Sunday afternoon, I accompanied my mom, my sisters and my soon-to-be brother-in-law Alex over at Megamall to do our grocery shopping. My mom fancied playing bowling since the day before and that they did as soon as we got inside the building. I wasn’t really in the mood to damage my scoliotic spine by lifting a 10-pound swirly, psychedelic ball repeatedly so I decided to go for a much needed aero exercise by walking over to Robinson’s Galleria.

I don’t really know if it’s just me being very picky or if it were the goods inside the different stores that was just not to my liking. I’ve explored every nook and cranny of the entire mall for items to buy but I wasn’t able to find much. I was able to buy just one piece of clothing – a Victorian inspired lace top from Ensembles in a hard-to-find pale orange hue.

I got back to Megamall just in time for me to catch my mom and my sister Angelee heading to the grocery in Building B. Alex and Louise, meanwhile, busied themselves by browsing through the dvd players for Alex’s car. My sister’s going to give it to him as a thank you gift for buying her her camera when they were recently in Singapore for a brief holiday.

I wasn’t expecting to go out of the house yesterday (which is Monday) as I was planning to clean my room and put away the laundry that my mom has asked me to do. I was mystified when I heard my phone ringing. Secretly I was wishing “please let it not be my boss!” I walked over to where it was and I saw Odie’s name flashing on the screen. Whew! He was asking where I was and to which I replied with “at home in my parents’ house in Marikina.”

He was asking if we could meet somewhere and that only means one thing – ‘tis a booty call. I volunteered to meet him in Makati but Odie, being considerate that he is asked if there’s a place where we could meet that is a closer to my location. The nearest place that I could suggest was Sta. Lucia East Grand Mall and I was relieved to find out that he knows where that is. He inquired on how long it would take me to get there and I gave him the answer of 30 minutes which is a half-truth. Yes, it would certainly take me that much time to get there but he would have to take into account the 10 minutes it would take me to get a bath.

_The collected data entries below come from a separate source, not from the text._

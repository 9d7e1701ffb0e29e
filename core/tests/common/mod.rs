//! Shared fixtures for the integration tests.

#![allow(dead_code)]

use chrono::NaiveDate;
use perfeval_core::{
    config::{AppSettings, RuleBook},
    employee::Employee,
    result::{EvaluationResultItem, ResultDetail},
    promotion::PromotionStatus,
    rules::QualitativeCategories,
    score::{QualitativeScoreRecord, QuantitativeScoreRecord},
    types::{RankCode, Role},
};

pub const PERIOD: &str = "2025_H2";

pub fn init_logging() {
    let _ = env_logger::builder().is_test(true).try_init();
}

pub fn employee(id: &str, role: Role, store_id: &str) -> Employee {
    Employee {
        employee_id: id.to_string(),
        employee_code: format!("C-{id}"),
        name: format!("Employee {id}"),
        name_kana: None,
        role,
        store_id: store_id.to_string(),
        grade: None,
        active: true,
        joined_at: NaiveDate::from_ymd_opt(2020, 4, 1).expect("valid date"),
        tenure: Some(60),
        display_order: 0,
    }
}

pub fn metric(employee_id: &str, metric_id: &str, score: f64, weight: f64) -> QuantitativeScoreRecord {
    QuantitativeScoreRecord {
        employee_id: employee_id.to_string(),
        metric_id: metric_id.to_string(),
        metric_name: metric_id.to_string(),
        actual_value: score,
        target_value: 100.0,
        score,
        weight,
    }
}

pub fn category_score(employee_id: &str, category_id: &str, adjusted: f64) -> QualitativeScoreRecord {
    QualitativeScoreRecord {
        employee_id: employee_id.to_string(),
        evaluator_id: "evaluator-1".to_string(),
        category_id: category_id.to_string(),
        raw_score: adjusted,
        adjusted_score: adjusted,
        comment: String::new(),
    }
}

/// One record per category of the employee's sheet, all scoring `each`.
pub fn full_sheet(
    employee: &Employee,
    categories: &QualitativeCategories,
    each: f64,
) -> Vec<QualitativeScoreRecord> {
    categories
        .for_sheet(employee.sheet_type())
        .iter()
        .map(|c| category_score(&employee.employee_id, &c.category_id, each))
        .collect()
}

/// Three-person roster used across recalculation, simulation and engine
/// tests:
///   - m1 (manager): quantitative 95, qualitative 6x10=60, S/S, total 155
///   - a1 (assistant manager): 80, 6x8=48, A/A, total 128
///   - s1 (staff, other store): 50, 5x6=30, C/C, total 80
pub struct Scenario {
    pub rules: RuleBook,
    pub settings: AppSettings,
    pub employees: Vec<Employee>,
    pub quantitative: Vec<QuantitativeScoreRecord>,
    pub qualitative: Vec<QualitativeScoreRecord>,
}

pub fn scenario() -> Scenario {
    let rules = RuleBook::default_test();
    let employees = vec![
        employee("m1", Role::Manager, "store-1"),
        employee("a1", Role::AssistantManager, "store-1"),
        employee("s1", Role::Staff, "store-2"),
    ];
    let quantitative = vec![
        metric("m1", "sales", 95.0, 1.0),
        metric("a1", "sales", 80.0, 1.0),
        metric("s1", "sales", 50.0, 1.0),
    ];
    let mut qualitative = full_sheet(&employees[0], &rules.categories, 10.0);
    qualitative.extend(full_sheet(&employees[1], &rules.categories, 8.0));
    qualitative.extend(full_sheet(&employees[2], &rules.categories, 6.0));

    Scenario {
        rules,
        settings: AppSettings::default(),
        employees,
        quantitative,
        qualitative,
    }
}

/// Bare result item for ranking tests.
pub fn result_item(id: &str, role: Role, store_id: &str, total: f64) -> EvaluationResultItem {
    EvaluationResultItem {
        employee_id: id.to_string(),
        employee_code: format!("C-{id}"),
        employee_name: format!("Employee {id}"),
        role,
        store_id: store_id.to_string(),
        total_score: total,
        quantitative_score: total / 2.0,
        qualitative_score: total / 2.0,
        quantitative_rank: RankCode::B,
        qualitative_rank: RankCode::B,
        rank: RankCode::B,
        overall_rank: 0,
        role_rank: 0,
        promotion_status: PromotionStatus::Keep,
        promotion_level: 0,
        promotion_reason: String::new(),
        salary_adjustment: 0.0,
        detail: ResultDetail::default(),
    }
}
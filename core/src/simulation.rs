//! Rule-change simulation: a side-effect-free dry run of a draft rule set.
//!
//! RULES:
//!   - Exactly one rule category varies between the two runs.
//!   - The draft is owned by the override; the current book is only read.
//!   - Nothing here persists. Adoption is the engine's job.

use crate::{
    config::{AppSettings, RuleBook},
    diff::{diff_results, ImpactSummary, ResultDiff},
    employee::Employee,
    error::{EvalError, EvalResult},
    recalculate::{recalculate_all, PromotionBasis, RecalculationInput},
    result::EvaluationResultItem,
    rules::{PromotionRule, QualitativeCategory, RankRules, RuleType},
    score::{QualitativeScoreRecord, QuantitativeScoreRecord},
};
use serde::{Deserialize, Serialize};

/// Loose bag of drafts as a caller submits them. Any subset may be present.
#[derive(Debug, Clone, Default, Serialize, Deserialize)]
#[serde(rename_all = "camelCase", default)]
pub struct DraftRules {
    pub draft_rank_rules: Option<RankRules>,
    pub draft_promotion_rules: Option<Vec<PromotionRule>>,
    pub draft_manager_categories: Option<Vec<QualitativeCategory>>,
    pub draft_staff_categories: Option<Vec<QualitativeCategory>>,
}

/// A single-axis change to the rule book.
#[derive(Debug, Clone, PartialEq)]
pub enum RuleOverride {
    Rank(RankRules),
    Promotion(Vec<PromotionRule>),
    /// Either side left `None` keeps the current categories.
    Qualitative {
        manager: Option<Vec<QualitativeCategory>>,
        staff: Option<Vec<QualitativeCategory>>,
    },
}

impl RuleOverride {
    /// Keep only the draft for `rule_type`; every other draft is dropped.
    pub fn select(rule_type: RuleType, drafts: DraftRules) -> EvalResult<Self> {
        let missing = || EvalError::MissingDraft {
            rule_type: rule_type.to_string(),
        };

        match rule_type {
            RuleType::Rank => drafts.draft_rank_rules.map(Self::Rank).ok_or_else(missing),
            RuleType::Promotion => drafts
                .draft_promotion_rules
                .map(Self::Promotion)
                .ok_or_else(missing),
            RuleType::Qualitative => {
                if drafts.draft_manager_categories.is_none()
                    && drafts.draft_staff_categories.is_none()
                {
                    return Err(missing());
                }
                Ok(Self::Qualitative {
                    manager: drafts.draft_manager_categories,
                    staff: drafts.draft_staff_categories,
                })
            }
            RuleType::Bonus => Err(EvalError::UnsupportedRuleType {
                rule_type: rule_type.to_string(),
            }),
        }
    }

    pub fn rule_type(&self) -> RuleType {
        match self {
            Self::Rank(_) => RuleType::Rank,
            Self::Promotion(_) => RuleType::Promotion,
            Self::Qualitative { .. } => RuleType::Qualitative,
        }
    }

    /// An independent copy of `current` with this override applied.
    pub fn apply_to(&self, current: &RuleBook) -> RuleBook {
        let mut book = current.clone();
        match self {
            Self::Rank(rules) => book.rank_rules = rules.clone(),
            Self::Promotion(rules) => book.promotion_rules = rules.clone(),
            Self::Qualitative { manager, staff } => {
                if let Some(manager) = manager {
                    book.categories.manager_categories = manager.clone();
                }
                if let Some(staff) = staff {
                    book.categories.staff_categories = staff.clone();
                }
            }
        }
        book
    }
}

pub struct SimulationInput<'a> {
    pub employees: &'a [Employee],
    pub qualitative_scores: &'a [QualitativeScoreRecord],
    pub quantitative_scores: &'a [QuantitativeScoreRecord],
    pub current: &'a RuleBook,
    pub period: &'a str,
    pub settings: &'a AppSettings,
    pub promotion_basis: PromotionBasis<'a>,
}

impl SimulationInput<'_> {
    fn recalculation<'b>(&'b self, rules: &'b RuleBook) -> RecalculationInput<'b> {
        RecalculationInput {
            employees: self.employees,
            qualitative_scores: self.qualitative_scores,
            quantitative_scores: self.quantitative_scores,
            rules,
            period: self.period,
            settings: self.settings,
            promotion_basis: self.promotion_basis,
        }
    }
}

#[derive(Debug, Clone, Serialize, Deserialize)]
#[serde(rename_all = "camelCase")]
pub struct SimulationOutcome {
    pub rule_type: RuleType,
    pub period: String,
    pub before_results: Vec<EvaluationResultItem>,
    pub after_results: Vec<EvaluationResultItem>,
    pub diffs: Vec<ResultDiff>,
    pub summary: ImpactSummary,
}

/// Run the recalculation under the current rules and under the current
/// rules with `rule_override` applied, then diff the two.
pub fn simulate_rule_change(
    input: &SimulationInput<'_>,
    rule_override: &RuleOverride,
) -> EvalResult<SimulationOutcome> {
    let before = recalculate_all(&input.recalculation(input.current))?;

    let draft_book = rule_override.apply_to(input.current);
    let after = recalculate_all(&input.recalculation(&draft_book))?;

    let report = diff_results(&before.evaluation_results.items, &after.evaluation_results.items);

    log::debug!(
        "period={} simulate {}: {} of {} employee(s) changed",
        input.period,
        rule_override.rule_type(),
        report.summary.changed_employees,
        report.summary.total_employees
    );

    Ok(SimulationOutcome {
        rule_type: rule_override.rule_type(),
        period: input.period.to_string(),
        before_results: before.evaluation_results.items,
        after_results: after.evaluation_results.items,
        diffs: report.diffs,
        summary: report.summary,
    })
}
//! Promotion classification.
//!
//! Two policies, kept separate:
//!   - `judge_promotion`: two-period transition, looked up in the
//!     promotion matrix. Needs the previous period's rank.
//!   - `judge_promotion_by_rank`: absolute-level heuristic on this
//!     period's rank alone. Used when no history is available.
//!
//! The caller picks one explicitly (see `PromotionBasis` in recalculate.rs).

use crate::rules::{PromotionRule, SalaryAdjustment};
use crate::types::{RankCode, Role};
use serde::{Deserialize, Serialize};
use std::fmt;

#[derive(Debug, Clone, Copy, PartialEq, Eq, Hash, Serialize, Deserialize)]
pub enum PromotionStatus {
    #[serde(rename = "promote_2")]
    Promote2,
    #[serde(rename = "promote_1")]
    Promote1,
    /// Unlevelled promotion, present in older result sets.
    #[serde(rename = "promote")]
    Promote,
    #[serde(rename = "keep")]
    Keep,
    /// Unlevelled demotion, present in older result sets.
    #[serde(rename = "demote")]
    Demote,
    #[serde(rename = "demote_1")]
    Demote1,
    #[serde(rename = "demote_2")]
    Demote2,
}

impl PromotionStatus {
    /// ≥2 promote_2, 1 promote_1, 0 keep, -1 demote_1, ≤-2 demote_2.
    pub fn from_level(level: i32) -> Self {
        match level {
            l if l >= 2 => Self::Promote2,
            1 => Self::Promote1,
            0 => Self::Keep,
            -1 => Self::Demote1,
            _ => Self::Demote2,
        }
    }

    pub fn is_promotion(self) -> bool {
        matches!(self, Self::Promote | Self::Promote1 | Self::Promote2)
    }

    pub fn is_demotion(self) -> bool {
        matches!(self, Self::Demote | Self::Demote1 | Self::Demote2)
    }

    pub fn label(self) -> &'static str {
        match self {
            Self::Promote2 => "promoted two levels",
            Self::Promote1 => "promoted one level",
            Self::Promote => "promoted",
            Self::Keep => "no change",
            Self::Demote => "demoted",
            Self::Demote1 => "demoted one level",
            Self::Demote2 => "demoted two levels",
        }
    }
}

impl fmt::Display for PromotionStatus {
    fn fmt(&self, f: &mut fmt::Formatter<'_>) -> fmt::Result {
        f.write_str(self.label())
    }
}

#[derive(Debug, Clone, PartialEq, Eq, Serialize, Deserialize)]
#[serde(rename_all = "camelCase")]
pub struct PromotionJudgement {
    pub status: PromotionStatus,
    pub level: i32,
    pub reason: String,
}

impl PromotionJudgement {
    fn keep(reason: &str) -> Self {
        Self {
            status: PromotionStatus::Keep,
            level: 0,
            reason: reason.to_string(),
        }
    }
}

pub const REASON_NO_PREVIOUS_DATA: &str = "no previous data";
pub const REASON_NO_APPLICABLE_RULE: &str = "no applicable rule";
pub const REASON_KEEP: &str = "no change";

/// Matrix judge over the (previous, current) rank transition.
///
/// Without a previous rank no decision can be made: the result is keep.
pub fn judge_promotion(
    current_rank: RankCode,
    previous_rank: Option<RankCode>,
    rules: &[PromotionRule],
    role: Role,
) -> PromotionJudgement {
    let Some(previous_rank) = previous_rank else {
        return PromotionJudgement::keep(REASON_NO_PREVIOUS_DATA);
    };

    let Some(rule) = rules
        .iter()
        .find(|r| r.current_rank == previous_rank && r.next_rank == current_rank)
    else {
        log::debug!("role={role} transition {previous_rank}->{current_rank}: no rule");
        return PromotionJudgement::keep(REASON_NO_APPLICABLE_RULE);
    };

    let level = rule.promotion_level;
    let reason = match level.signum() {
        1 => format!("{previous_rank}->{current_rank}: promoted {level} level(s)"),
        -1 => format!(
            "{previous_rank}->{current_rank}: demoted {} level(s)",
            level.abs()
        ),
        _ => REASON_KEEP.to_string(),
    };

    PromotionJudgement {
        status: PromotionStatus::from_level(level),
        level,
        reason,
    }
}

/// Absolute-level heuristic: S/A promotion candidate, C/D/E demotion
/// candidate, B keeps.
pub fn judge_promotion_by_rank(rank: RankCode, role: Role) -> PromotionJudgement {
    let judgement = match rank {
        RankCode::S | RankCode::A => PromotionJudgement {
            status: PromotionStatus::Promote1,
            level: 1,
            reason: format!("rank {rank}: promotion candidate"),
        },
        RankCode::C | RankCode::D | RankCode::E => PromotionJudgement {
            status: PromotionStatus::Demote1,
            level: -1,
            reason: format!("rank {rank}: demotion candidate"),
        },
        RankCode::B => PromotionJudgement::keep(REASON_KEEP),
    };
    log::trace!("role={role} rank={rank} -> {:?}", judgement.status);
    judgement
}

/// Salary adjustment for a final rank. Pure table selection.
///
/// Manager sheet: S/A take `manager.rank_a`, C/D/E take `manager.rank_c`.
/// Staff: S/A take `staff.rank_a`. Everything else is 0.
pub fn salary_adjustment(rank: RankCode, role: Role, table: &SalaryAdjustment) -> f64 {
    let top = matches!(rank, RankCode::S | RankCode::A);
    let low = matches!(rank, RankCode::C | RankCode::D | RankCode::E);
    match role {
        Role::Manager | Role::AssistantManager if top => table.manager.rank_a,
        Role::Manager | Role::AssistantManager if low => table.manager.rank_c,
        Role::Staff if top => table.staff.rank_a,
        _ => 0.0,
    }
}
//! Store methods for the rule change log.

use crate::{audit::RuleChangeLog, error::EvalResult, rules::RuleType};
use rusqlite::params;

use super::SqliteStore;

impl SqliteStore {
    /// Append one log entry. Entries are never updated or deleted.
    pub fn insert_rule_change_log(&self, log: &RuleChangeLog) -> EvalResult<()> {
        let payload = serde_json::to_string(log)?;
        self.conn.execute(
            "INSERT INTO rule_change_log (log_id, timestamp, rule_type, action, payload)
             VALUES (?1, ?2, ?3, ?4, ?5)",
            params![
                log.log_id.to_string(),
                log.timestamp.to_rfc3339(),
                log.rule_type.as_str(),
                log.action.as_str(),
                payload,
            ],
        )?;
        Ok(())
    }

    pub fn rule_change_logs_newest_first(&self) -> EvalResult<Vec<RuleChangeLog>> {
        let mut stmt = self
            .conn
            .prepare("SELECT payload FROM rule_change_log ORDER BY seq DESC")?;
        let payloads = stmt
            .query_map([], |row| row.get::<_, String>(0))?
            .collect::<Result<Vec<_>, _>>()?;

        payloads
            .iter()
            .map(|p| serde_json::from_str(p).map_err(Into::into))
            .collect()
    }

    // ── Test / summary helpers ────────────────────────────────────────

    /// Number of change logs recorded for a rule type (for tests).
    pub fn rule_change_log_count(&self, rule_type: RuleType) -> EvalResult<i64> {
        let count: i64 = self.conn.query_row(
            "SELECT COUNT(*) FROM rule_change_log WHERE rule_type = ?1",
            params![rule_type.as_str()],
            |row| row.get(0),
        )?;
        Ok(count)
    }
}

Odie ended the conversation by saying that he’d just call me when he gets there.

Off I dashed into the bathroom to cleanse myself, my bedroom to get dressed and out the door in record time. I didn’t bother with my usual ritual of toner, moisturizer and sunscreen since I really was pressed for time. I took a tricycle to get me to Masinag from Lilac St. and as soon as I sat on the jeepney that would take me through the second half of my commute, I chanced upon my cell which was ringing at that time. It was Odie – he says he got lost but that he’s near TGI Fridays. I tell him that I’m 10 minutes away and that he can wait for me there.

A minor traffic jam, a U-turn and a short sprint to the Brick Road area later, I keep looking left and right for Odie’s silver Vios. A couple more steps forward and I saw where he parked his car. I go inside the vehicle and we decide what to do after exchanging pleasantries. Since he’s not that familiar with the area, Odie asked me where we could go and I guided him through to this lodge nearby. Clue – a Filipino rock band wrote a song about this particular lodge and was released as a single.

I like Odie. He’s a great guy but not without fault. We’ve known each other for the past three years. In fact, he’s the guy who hired me for my first job. I also used to have a crush on him, especially during his leaner days. As a fuck buddy, I like him a lot because he knows the deal and we both know exactly where we stand. I don’t know if it’s a conspiracy or a mere coincidence because it was around this time of the year last year and the one before that when we hooked up for the first and second time.

They say third time’s the charm and indeed it is. We do the deed and Odie tells me that he feels cheated. I was able to satisfy him easily but he wasn’t able to do the same for me. He kids me by saying that I should be his yardstick for all the other people he has or will have a fling with. He does make it up to me with a really wonderful back massage.

We started our tryst with a lively conversation and we ended it in pretty much the same way. We’ve talked about how we’ve been since the last time we saw each other, status of our common friends and everything else in between. Odie says that one of the reasons why he looks forward to us getting together is that I’m his little case study. I’ve gone out with a lot more people than him and he tries to pick up lessons from my experiences.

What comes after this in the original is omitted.